Methane is a far more powerful greenhouse gas than CO₂. Though it will typically linger for nine years compared with centuries for CO₂, a molecule of methane will heat the atmosphere around 80 times more over a 20-year period.
Since methane molecules are destroyed quite rapidly in the atmosphere, how much of the gas accumulates to trap the sun’s heat will depend on recent sources. Earth’s climate responds to any changes in emissions within decades. So cutting methane emissions anywhere – oil and gas infrastructure, livestock farms, landfills – can slow the rate of global warming quite rapidly.
It’s methane leaking from storage tanks and pipelines (so-called fugitive emissions) which is of particular concern for the oil and gas industry and its emissions.
The Global Methane Pledge, which 130 countries signed at COP26, sought a 30% reduction in emissions based on their 2020 level by 2030. The ambition is to shave 0.2°C off of total warming by 2050.
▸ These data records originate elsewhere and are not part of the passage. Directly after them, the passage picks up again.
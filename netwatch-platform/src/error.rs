//! Error types for the platform seam

/// Result type for platform operations.
///
/// Convenience alias using [`PlatformError`] as the error type, used
/// throughout the crate for operations that can fail.
pub type Result<T> = std::result::Result<T, PlatformError>;

/// Error type for connectivity-source operations.
///
/// Registration is the only operation that can fail while observing; the
/// remaining variants cover backend setup (endpoint parsing, socket errors).
/// Point queries never error; the absence of a network is data, not a
/// failure.
#[derive(Debug, thiserror::Error)]
pub enum PlatformError {
    /// The platform refused or could not establish a callback registration
    #[error("callback registration failed: {message}")]
    Registration { message: String },

    /// A probe endpoint could not be parsed as a socket address
    #[error("invalid probe endpoint: {endpoint}")]
    InvalidEndpoint { endpoint: String },

    /// IO errors from the probe backend
    #[error("IO error: {source}")]
    Io {
        #[from]
        source: std::io::Error,
    },
}

impl PlatformError {
    /// Create a registration error with a descriptive message.
    ///
    /// # Arguments
    /// * `message` - Why the registration was refused
    pub fn registration<S: Into<String>>(message: S) -> Self {
        Self::Registration {
            message: message.into(),
        }
    }
}
//! The two-valued reachability model.

use netwatch_platform::NetworkCapabilities;
use serde::{Deserialize, Serialize};

/// Reachability of the device at one instant.
///
/// A closed enumeration: the device either has a usable connection or it
/// does not. There is no history and no identity beyond the variant, so a new
/// value is produced on every query and every platform transition.
#[derive(Debug, Clone, Copy, PartialEq, Eq, Serialize, Deserialize)]
pub enum ReachabilityState {
    /// An active network exists with internet configured, validation passed,
    /// and no suspension
    Available,
    /// Anything else, including "no active network at all"
    Unavailable,
}

impl ReachabilityState {
    /// Evaluate a capability snapshot of the active network.
    ///
    /// `None` means no active network (or a network the platform no longer
    /// knows), which counts as unavailable. Absence is data here, never an
    /// error.
    pub fn from_snapshot(capabilities: Option<NetworkCapabilities>) -> Self {
        match capabilities {
            Some(caps) if caps.internet && caps.validated && caps.not_suspended => Self::Available,
            _ => Self::Unavailable,
        }
    }

    pub fn is_connected(self) -> bool {
        matches!(self, Self::Available)
    }

    /// The rendered label the display surface shows.
    pub fn label(self) -> &'static str {
        if self.is_connected() {
            "Connected"
        } else {
            "Disconnected"
        }
    }
}

#[cfg(test)]
mod tests {
    use super::*;

    #[test]
    fn every_snapshot_maps_to_exactly_one_variant() {
        // All eight capability combinations plus the no-network case
        for internet in [false, true] {
            for validated in [false, true] {
                for not_suspended in [false, true] {
                    let state = ReachabilityState::from_snapshot(Some(NetworkCapabilities {
                        internet,
                        validated,
                        not_suspended,
                    }));
                    let expected = if internet && validated && not_suspended {
                        ReachabilityState::Available
                    } else {
                        ReachabilityState::Unavailable
                    };
                    assert_eq!(state, expected);
                }
            }
        }
        assert_eq!(
            ReachabilityState::from_snapshot(None),
            ReachabilityState::Unavailable
        );
    }

    #[test]
    fn labels_match_the_display_contract() {
        assert_eq!(ReachabilityState::Available.label(), "Connected");
        assert_eq!(ReachabilityState::Unavailable.label(), "Disconnected");
        assert!(ReachabilityState::Available.is_connected());
        assert!(!ReachabilityState::Unavailable.is_connected());
    }
}
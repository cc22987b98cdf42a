//! In-memory connectivity source for tests and examples.
//!
//! The fake is fully scripted: tests set the active network and capability
//! snapshots, fire events by hand, and inspect the registration balance.
//! Events are dispatched synchronously on the firing thread, which stands in
//! for the platform's delivery thread.

use std::collections::HashMap;
use std::sync::atomic::{AtomicU64, Ordering};
use std::sync::{Arc, Mutex};

use async_trait::async_trait;
use tracing::debug;

use crate::error::{PlatformError, Result};
use crate::source::{
    CapabilityFilter, ConnectivitySource, NetworkCallback, NetworkCapabilities, NetworkEvent,
    NetworkId, RegistrationId,
};

type SharedCallback = Arc<dyn Fn(NetworkEvent) + Send + Sync>;

struct FakeRegistration {
    id: u64,
    filter: CapabilityFilter,
    callback: SharedCallback,
}

#[derive(Default)]
struct FakeState {
    active: Option<NetworkId>,
    capabilities: HashMap<NetworkId, NetworkCapabilities>,
    registrations: Vec<FakeRegistration>,
    fail_next_registration: bool,
}

/// Scripted [`ConnectivitySource`] with manual event delivery.
#[derive(Default)]
pub struct FakeConnectivitySource {
    state: Mutex<FakeState>,
    next_registration: AtomicU64,
}

impl FakeConnectivitySource {
    pub fn new() -> Self {
        Self::default()
    }

    /// Set which network the point query reports as active.
    pub fn set_active_network(&self, network: Option<NetworkId>) {
        self.state.lock().unwrap().active = network;
    }

    /// Set the capability snapshot reported for `network`.
    pub fn set_capabilities(&self, network: NetworkId, capabilities: NetworkCapabilities) {
        self.state
            .lock()
            .unwrap()
            .capabilities
            .insert(network, capabilities);
    }

    /// Make the next `register_callback` call fail with a registration error.
    pub fn fail_next_registration(&self) {
        self.state.lock().unwrap().fail_next_registration = true;
    }

    /// Number of currently live registrations.
    pub fn registration_count(&self) -> usize {
        self.state.lock().unwrap().registrations.len()
    }

    /// Deliver "network became usable" to every registration whose filter
    /// the network's capabilities satisfy.
    ///
    /// Networks with no scripted snapshot count as fully connected, so tests
    /// that only care about event flow need not script capabilities first.
    pub fn fire_available(&self, network: NetworkId) {
        let event = NetworkEvent::Available(network);
        for callback in self.matching_callbacks(network) {
            callback(event);
        }
    }

    /// Deliver "network was lost" to every registration.
    ///
    /// Loss is a lifecycle event: the platform reports it regardless of what
    /// the network's capabilities were at the end.
    pub fn fire_lost(&self, network: NetworkId) {
        let callbacks: Vec<SharedCallback> = {
            let state = self.state.lock().unwrap();
            state
                .registrations
                .iter()
                .map(|r| Arc::clone(&r.callback))
                .collect()
        };
        for callback in callbacks {
            callback(NetworkEvent::Lost(network));
        }
    }

    fn matching_callbacks(&self, network: NetworkId) -> Vec<SharedCallback> {
        let state = self.state.lock().unwrap();
        let capabilities = state
            .capabilities
            .get(&network)
            .copied()
            .unwrap_or_else(NetworkCapabilities::fully_connected);
        state
            .registrations
            .iter()
            .filter(|r| capabilities.satisfies(&r.filter))
            .map(|r| Arc::clone(&r.callback))
            .collect()
    }
}

#[async_trait]
impl ConnectivitySource for FakeConnectivitySource {
    async fn active_network(&self) -> Option<NetworkId> {
        self.state.lock().unwrap().active
    }

    async fn network_capabilities(&self, network: NetworkId) -> Option<NetworkCapabilities> {
        self.state.lock().unwrap().capabilities.get(&network).copied()
    }

    async fn register_callback(
        &self,
        filter: CapabilityFilter,
        callback: NetworkCallback,
    ) -> Result<RegistrationId> {
        let mut state = self.state.lock().unwrap();
        if state.fail_next_registration {
            state.fail_next_registration = false;
            return Err(PlatformError::registration(
                "scripted registration failure",
            ));
        }
        let id = self.next_registration.fetch_add(1, Ordering::Relaxed);
        state.registrations.push(FakeRegistration {
            id,
            filter,
            callback: Arc::from(callback),
        });
        debug!(registration = id, "fake callback registered");
        Ok(RegistrationId(id))
    }

    fn unregister_callback(&self, registration: RegistrationId) {
        let mut state = self.state.lock().unwrap();
        state.registrations.retain(|r| r.id != registration.0);
        debug!(registration = registration.0, "fake callback unregistered");
    }
}

#[cfg(test)]
mod tests {
    use super::*;

    fn recording_callback() -> (NetworkCallback, Arc<Mutex<Vec<NetworkEvent>>>) {
        let events = Arc::new(Mutex::new(Vec::new()));
        let sink = Arc::clone(&events);
        let callback: NetworkCallback = Box::new(move |event| {
            sink.lock().unwrap().push(event);
        });
        (callback, events)
    }

    #[tokio::test]
    async fn registration_balance_is_observable() {
        let fake = FakeConnectivitySource::new();
        let (callback, _events) = recording_callback();
        let id = fake
            .register_callback(CapabilityFilter::fully_connected(), callback)
            .await
            .unwrap();
        assert_eq!(fake.registration_count(), 1);

        fake.unregister_callback(id);
        assert_eq!(fake.registration_count(), 0);

        // Idempotent for ids that are already gone
        fake.unregister_callback(id);
        assert_eq!(fake.registration_count(), 0);
    }

    #[tokio::test]
    async fn available_respects_the_filter() {
        let fake = FakeConnectivitySource::new();
        let network = NetworkId(7);
        fake.set_capabilities(
            network,
            NetworkCapabilities {
                internet: true,
                validated: false,
                not_suspended: true,
            },
        );

        let (callback, events) = recording_callback();
        fake.register_callback(CapabilityFilter::fully_connected(), callback)
            .await
            .unwrap();

        // Not validated, so the full-connectivity registration stays silent
        fake.fire_available(network);
        assert!(events.lock().unwrap().is_empty());

        // Loss is delivered regardless
        fake.fire_lost(network);
        assert_eq!(
            events.lock().unwrap().as_slice(),
            &[NetworkEvent::Lost(network)]
        );
    }

    #[tokio::test]
    async fn scripted_registration_failure_fires_once() {
        let fake = FakeConnectivitySource::new();
        fake.fail_next_registration();

        let (callback, _events) = recording_callback();
        let err = fake
            .register_callback(CapabilityFilter::fully_connected(), callback)
            .await
            .unwrap_err();
        assert!(matches!(err, PlatformError::Registration { .. }));
        assert_eq!(fake.registration_count(), 0);

        let (callback, _events) = recording_callback();
        fake.register_callback(CapabilityFilter::fully_connected(), callback)
            .await
            .unwrap();
        assert_eq!(fake.registration_count(), 1);
    }
}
Some experts say this is an overestimate and that only halving methane emissions could reduce total warming by 0.2°C. Nevertheless, the quick results for the climate of reducing methane emissions could buy time for the trickier task of reining in CO₂.
So is it possible to cut methane emissions by a third in a decade? In the mid-1990s, Russia cut around 1 million tonnes of methane from its fossil fuel sector’s annual emissions by upgrading and tightening leaky gas pipelines. But this amounted to just over 1% of total global methane emissions from the fossil fuel industry, which averaged 95 million tonnes each year during the 1990s, and which hit 111 million tonnes annually by 2020.
This also happened at a time when globalisation was increasing the interdependence of the international community. That came at the expense of nation states’ control over their energy supplies in many cases, best illustrated by Germany’s dependence on Russian gas.
Today, western sanctions on Russia in response to its invasion of Ukraine have precipitated a scramble for other sources of gas. The recent sabotage of the Nord Stream pipelines that carried natural gas from Russia to Germany under the Baltic Sea showed how casually states can destroy gas distribution infrastructure for geopolitical gain, regardless of the climate consequences.
One recent estimate put the total methane emissions from the resulting leak at up to a quarter of a million tonnes. While this is the largest individual methane gas leak ever recorded, more than twice the estimated 100,000 tonnes emitted by the 2015 Aliso Canyon gas leak in California, it remains small as a proportion of total annual global methane emissions from the fossil fuel sector.
Methane leaks such as the Nord Stream sabotage may not make a huge difference to global emissions on their own. But they do signal, despite new announcements to cut methane and police similarly large leaks, how readily realpolitik trumps international concern about preserving a liveable climate, particularly at a time of geopolitical re-balancing and rising international tensions.